## [AIM OF THE EXERCISE]
Find the count of lines in the material below that include the word "leptos". State nothing but that number.
─── DATA FOR THE TASK ───
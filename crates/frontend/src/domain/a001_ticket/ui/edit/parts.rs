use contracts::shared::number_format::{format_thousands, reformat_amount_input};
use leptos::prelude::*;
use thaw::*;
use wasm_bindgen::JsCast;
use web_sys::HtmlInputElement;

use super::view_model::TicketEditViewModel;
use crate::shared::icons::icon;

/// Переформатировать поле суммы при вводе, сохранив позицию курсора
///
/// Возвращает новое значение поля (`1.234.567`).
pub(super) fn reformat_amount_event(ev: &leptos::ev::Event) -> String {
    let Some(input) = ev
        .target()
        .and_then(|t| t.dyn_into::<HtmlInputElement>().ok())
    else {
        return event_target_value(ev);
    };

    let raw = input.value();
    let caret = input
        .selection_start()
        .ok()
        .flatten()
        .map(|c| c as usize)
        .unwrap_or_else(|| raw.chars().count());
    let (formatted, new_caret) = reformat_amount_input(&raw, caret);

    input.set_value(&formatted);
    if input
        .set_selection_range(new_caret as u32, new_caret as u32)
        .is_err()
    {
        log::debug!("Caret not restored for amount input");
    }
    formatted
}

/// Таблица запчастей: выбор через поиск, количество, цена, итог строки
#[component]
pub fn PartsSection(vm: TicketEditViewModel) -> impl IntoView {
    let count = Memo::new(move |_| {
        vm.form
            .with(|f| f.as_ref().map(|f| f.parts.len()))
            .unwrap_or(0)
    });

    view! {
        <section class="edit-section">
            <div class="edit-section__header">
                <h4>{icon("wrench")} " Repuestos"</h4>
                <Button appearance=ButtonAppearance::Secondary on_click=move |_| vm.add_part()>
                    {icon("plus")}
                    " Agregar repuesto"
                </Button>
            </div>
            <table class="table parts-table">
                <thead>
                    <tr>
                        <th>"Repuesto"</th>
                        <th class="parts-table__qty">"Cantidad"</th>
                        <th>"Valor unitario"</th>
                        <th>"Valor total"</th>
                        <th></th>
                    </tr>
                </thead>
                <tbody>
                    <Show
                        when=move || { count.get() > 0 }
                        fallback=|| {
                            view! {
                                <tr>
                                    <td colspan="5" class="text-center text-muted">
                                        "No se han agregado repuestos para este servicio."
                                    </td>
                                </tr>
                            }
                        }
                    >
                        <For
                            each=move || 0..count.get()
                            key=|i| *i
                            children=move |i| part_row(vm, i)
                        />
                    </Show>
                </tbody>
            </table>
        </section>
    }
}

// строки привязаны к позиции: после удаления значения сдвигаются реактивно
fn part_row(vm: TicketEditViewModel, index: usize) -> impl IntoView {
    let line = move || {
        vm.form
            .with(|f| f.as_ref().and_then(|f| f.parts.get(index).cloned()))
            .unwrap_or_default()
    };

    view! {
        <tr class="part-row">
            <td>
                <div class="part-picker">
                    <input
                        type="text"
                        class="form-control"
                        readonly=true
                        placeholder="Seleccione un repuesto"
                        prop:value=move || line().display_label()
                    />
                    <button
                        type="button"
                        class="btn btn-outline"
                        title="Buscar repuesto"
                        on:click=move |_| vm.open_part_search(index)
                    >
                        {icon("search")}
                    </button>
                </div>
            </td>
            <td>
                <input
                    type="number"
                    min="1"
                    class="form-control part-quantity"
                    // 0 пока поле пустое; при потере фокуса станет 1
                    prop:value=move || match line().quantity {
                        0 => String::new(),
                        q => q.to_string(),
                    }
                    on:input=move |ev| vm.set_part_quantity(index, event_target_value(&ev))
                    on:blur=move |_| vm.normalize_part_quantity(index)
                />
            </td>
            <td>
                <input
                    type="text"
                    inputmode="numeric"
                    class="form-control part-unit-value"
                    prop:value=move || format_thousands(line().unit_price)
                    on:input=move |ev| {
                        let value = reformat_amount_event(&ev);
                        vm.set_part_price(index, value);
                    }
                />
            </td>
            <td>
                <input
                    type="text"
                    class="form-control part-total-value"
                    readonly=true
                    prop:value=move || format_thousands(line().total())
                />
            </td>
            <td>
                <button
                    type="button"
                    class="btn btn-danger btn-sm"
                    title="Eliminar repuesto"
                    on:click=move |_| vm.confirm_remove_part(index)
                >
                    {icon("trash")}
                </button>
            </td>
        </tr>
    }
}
───
## [RESPONSE BELOW]
2